(RECORDS TO PROCESS)

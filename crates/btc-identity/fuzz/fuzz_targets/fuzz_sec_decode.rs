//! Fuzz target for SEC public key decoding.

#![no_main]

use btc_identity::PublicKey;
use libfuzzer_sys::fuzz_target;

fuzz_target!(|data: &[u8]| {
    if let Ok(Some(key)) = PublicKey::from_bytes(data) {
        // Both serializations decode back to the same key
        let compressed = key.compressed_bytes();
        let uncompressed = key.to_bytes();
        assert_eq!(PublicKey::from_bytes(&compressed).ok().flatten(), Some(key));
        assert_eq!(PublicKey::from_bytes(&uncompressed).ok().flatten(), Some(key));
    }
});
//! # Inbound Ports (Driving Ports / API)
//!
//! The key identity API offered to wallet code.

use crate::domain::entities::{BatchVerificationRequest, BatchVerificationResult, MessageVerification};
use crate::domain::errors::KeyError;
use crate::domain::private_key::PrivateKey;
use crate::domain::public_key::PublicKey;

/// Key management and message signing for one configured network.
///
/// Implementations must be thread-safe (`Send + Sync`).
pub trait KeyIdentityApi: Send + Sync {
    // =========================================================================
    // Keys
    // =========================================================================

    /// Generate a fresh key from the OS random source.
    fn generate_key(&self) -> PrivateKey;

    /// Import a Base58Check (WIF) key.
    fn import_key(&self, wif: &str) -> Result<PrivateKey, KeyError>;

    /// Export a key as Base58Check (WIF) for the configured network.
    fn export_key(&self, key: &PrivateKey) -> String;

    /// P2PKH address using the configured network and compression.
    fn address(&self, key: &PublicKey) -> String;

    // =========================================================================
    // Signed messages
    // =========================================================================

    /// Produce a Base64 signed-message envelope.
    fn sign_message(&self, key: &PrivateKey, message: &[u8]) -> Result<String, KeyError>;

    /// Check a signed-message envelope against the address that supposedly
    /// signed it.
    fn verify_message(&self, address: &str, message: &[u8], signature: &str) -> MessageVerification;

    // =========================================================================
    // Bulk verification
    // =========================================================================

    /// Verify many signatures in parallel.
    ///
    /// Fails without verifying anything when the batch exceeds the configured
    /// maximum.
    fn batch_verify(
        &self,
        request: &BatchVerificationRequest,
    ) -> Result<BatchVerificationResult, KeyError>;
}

(End RECORDS TO PROCESS)
(RECORDS TO PROCESS)

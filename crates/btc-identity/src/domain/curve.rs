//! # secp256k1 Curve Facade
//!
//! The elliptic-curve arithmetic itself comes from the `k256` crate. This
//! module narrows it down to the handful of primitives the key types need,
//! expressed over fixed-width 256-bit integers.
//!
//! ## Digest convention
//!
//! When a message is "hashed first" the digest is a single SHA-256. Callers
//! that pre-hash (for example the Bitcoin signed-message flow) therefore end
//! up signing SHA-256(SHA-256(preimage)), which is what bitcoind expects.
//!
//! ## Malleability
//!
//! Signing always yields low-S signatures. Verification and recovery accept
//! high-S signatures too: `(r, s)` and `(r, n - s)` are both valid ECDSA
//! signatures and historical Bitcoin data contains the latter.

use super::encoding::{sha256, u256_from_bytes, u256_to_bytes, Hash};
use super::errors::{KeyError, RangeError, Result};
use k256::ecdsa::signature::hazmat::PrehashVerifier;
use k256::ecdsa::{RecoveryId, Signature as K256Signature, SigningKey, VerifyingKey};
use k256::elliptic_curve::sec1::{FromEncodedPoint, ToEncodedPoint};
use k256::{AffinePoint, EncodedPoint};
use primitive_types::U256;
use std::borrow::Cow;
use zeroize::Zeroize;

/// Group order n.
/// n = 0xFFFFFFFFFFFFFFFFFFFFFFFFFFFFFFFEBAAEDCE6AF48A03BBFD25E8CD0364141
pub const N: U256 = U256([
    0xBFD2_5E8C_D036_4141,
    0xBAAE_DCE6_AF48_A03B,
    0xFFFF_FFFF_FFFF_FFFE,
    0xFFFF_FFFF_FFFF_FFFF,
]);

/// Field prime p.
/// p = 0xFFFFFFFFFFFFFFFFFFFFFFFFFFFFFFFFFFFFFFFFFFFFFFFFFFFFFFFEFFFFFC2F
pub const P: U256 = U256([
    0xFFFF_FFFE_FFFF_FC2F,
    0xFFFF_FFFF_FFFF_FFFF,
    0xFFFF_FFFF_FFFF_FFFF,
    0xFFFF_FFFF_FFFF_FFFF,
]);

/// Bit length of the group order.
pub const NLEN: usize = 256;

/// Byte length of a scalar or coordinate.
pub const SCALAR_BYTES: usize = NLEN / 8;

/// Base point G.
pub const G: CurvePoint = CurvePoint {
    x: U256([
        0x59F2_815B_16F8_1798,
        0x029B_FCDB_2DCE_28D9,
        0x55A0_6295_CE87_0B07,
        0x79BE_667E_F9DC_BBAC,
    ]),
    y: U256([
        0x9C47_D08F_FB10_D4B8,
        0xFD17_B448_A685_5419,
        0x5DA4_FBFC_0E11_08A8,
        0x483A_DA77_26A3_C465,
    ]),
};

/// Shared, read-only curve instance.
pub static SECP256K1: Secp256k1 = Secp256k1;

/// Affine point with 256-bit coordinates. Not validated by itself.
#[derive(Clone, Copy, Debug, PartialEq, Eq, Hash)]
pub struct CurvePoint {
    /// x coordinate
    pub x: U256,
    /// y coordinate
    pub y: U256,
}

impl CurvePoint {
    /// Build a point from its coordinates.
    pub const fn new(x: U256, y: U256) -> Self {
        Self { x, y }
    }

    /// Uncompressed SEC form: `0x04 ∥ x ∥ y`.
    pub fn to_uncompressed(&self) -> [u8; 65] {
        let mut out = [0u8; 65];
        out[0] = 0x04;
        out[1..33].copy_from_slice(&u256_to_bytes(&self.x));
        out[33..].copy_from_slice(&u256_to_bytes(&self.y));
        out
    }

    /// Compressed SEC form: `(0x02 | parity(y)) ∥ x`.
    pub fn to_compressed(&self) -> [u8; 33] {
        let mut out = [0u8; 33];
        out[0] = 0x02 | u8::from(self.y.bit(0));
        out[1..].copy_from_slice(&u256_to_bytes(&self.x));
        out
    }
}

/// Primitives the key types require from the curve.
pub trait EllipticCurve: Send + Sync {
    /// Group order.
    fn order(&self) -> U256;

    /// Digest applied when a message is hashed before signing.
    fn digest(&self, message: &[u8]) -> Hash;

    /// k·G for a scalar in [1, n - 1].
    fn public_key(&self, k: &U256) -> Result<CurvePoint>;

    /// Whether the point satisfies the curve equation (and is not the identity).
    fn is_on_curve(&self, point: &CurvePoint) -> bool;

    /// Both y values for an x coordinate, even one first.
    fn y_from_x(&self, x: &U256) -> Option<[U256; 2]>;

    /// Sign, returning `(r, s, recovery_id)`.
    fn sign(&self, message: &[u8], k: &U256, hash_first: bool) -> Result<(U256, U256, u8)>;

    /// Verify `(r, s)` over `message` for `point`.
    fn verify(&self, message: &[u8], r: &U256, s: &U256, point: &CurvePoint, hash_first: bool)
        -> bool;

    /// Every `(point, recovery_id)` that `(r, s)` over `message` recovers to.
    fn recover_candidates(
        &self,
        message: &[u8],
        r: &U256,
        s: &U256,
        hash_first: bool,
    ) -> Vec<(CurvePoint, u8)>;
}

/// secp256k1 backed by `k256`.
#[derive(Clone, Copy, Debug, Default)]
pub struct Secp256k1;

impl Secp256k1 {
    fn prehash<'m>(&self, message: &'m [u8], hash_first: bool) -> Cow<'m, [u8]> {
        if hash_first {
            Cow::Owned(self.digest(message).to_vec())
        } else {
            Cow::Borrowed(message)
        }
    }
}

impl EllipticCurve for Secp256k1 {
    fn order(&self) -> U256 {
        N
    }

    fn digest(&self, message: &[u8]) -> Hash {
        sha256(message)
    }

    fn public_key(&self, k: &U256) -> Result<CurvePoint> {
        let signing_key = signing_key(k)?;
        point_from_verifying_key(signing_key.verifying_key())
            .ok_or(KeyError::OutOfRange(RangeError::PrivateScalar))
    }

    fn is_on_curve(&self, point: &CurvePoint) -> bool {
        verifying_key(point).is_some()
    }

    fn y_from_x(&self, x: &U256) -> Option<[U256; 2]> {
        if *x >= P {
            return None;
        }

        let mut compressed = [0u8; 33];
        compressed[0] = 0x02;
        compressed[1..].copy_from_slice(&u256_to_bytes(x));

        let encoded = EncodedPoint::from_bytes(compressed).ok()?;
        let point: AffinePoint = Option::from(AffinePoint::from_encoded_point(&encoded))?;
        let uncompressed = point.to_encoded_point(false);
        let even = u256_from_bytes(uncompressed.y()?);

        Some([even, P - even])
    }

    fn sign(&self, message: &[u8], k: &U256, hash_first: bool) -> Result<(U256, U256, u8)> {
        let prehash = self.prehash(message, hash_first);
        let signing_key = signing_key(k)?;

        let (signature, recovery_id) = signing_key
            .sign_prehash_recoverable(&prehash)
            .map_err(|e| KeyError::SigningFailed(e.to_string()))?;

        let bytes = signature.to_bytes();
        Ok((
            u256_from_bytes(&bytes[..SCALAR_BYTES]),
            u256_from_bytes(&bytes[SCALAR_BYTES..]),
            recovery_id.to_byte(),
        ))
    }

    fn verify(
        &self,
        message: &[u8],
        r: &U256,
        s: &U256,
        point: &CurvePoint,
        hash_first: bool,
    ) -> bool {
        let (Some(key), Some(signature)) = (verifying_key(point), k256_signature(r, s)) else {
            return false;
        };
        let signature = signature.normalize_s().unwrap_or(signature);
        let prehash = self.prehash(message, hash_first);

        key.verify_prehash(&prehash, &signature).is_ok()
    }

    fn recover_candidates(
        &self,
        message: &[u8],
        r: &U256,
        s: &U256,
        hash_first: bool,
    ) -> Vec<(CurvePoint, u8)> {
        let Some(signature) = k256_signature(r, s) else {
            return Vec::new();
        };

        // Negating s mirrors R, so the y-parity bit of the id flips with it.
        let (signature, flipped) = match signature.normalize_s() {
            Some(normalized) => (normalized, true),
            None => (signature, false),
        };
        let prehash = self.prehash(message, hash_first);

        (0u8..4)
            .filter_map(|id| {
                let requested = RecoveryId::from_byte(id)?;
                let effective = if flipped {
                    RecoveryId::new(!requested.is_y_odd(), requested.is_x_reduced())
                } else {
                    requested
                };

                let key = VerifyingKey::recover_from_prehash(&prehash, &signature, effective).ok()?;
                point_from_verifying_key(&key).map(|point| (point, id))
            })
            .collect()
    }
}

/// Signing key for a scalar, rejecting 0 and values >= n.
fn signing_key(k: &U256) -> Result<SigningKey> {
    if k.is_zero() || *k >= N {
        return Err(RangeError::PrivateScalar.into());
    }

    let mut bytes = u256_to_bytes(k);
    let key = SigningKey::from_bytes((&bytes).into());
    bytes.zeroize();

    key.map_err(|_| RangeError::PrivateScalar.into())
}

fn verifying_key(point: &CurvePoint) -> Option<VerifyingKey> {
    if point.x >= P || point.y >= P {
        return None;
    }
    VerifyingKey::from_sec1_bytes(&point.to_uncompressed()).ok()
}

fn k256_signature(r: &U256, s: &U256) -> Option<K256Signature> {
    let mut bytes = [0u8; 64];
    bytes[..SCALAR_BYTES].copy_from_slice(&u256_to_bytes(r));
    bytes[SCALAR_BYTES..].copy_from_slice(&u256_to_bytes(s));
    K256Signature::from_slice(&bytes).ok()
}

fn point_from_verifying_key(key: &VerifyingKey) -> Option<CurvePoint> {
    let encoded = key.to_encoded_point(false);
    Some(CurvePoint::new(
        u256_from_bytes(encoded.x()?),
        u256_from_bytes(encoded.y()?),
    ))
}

(End RECORDS TO PROCESS)

**THE PROBLEM**
In the lines above, find the word "effective" and copy each line that contains it.

**EXERCISE SOLUTION**
                let effective = if flipped {
                let key = VerifyingKey::recover_from_prehash(&prehash, &signature, effective).ok()?;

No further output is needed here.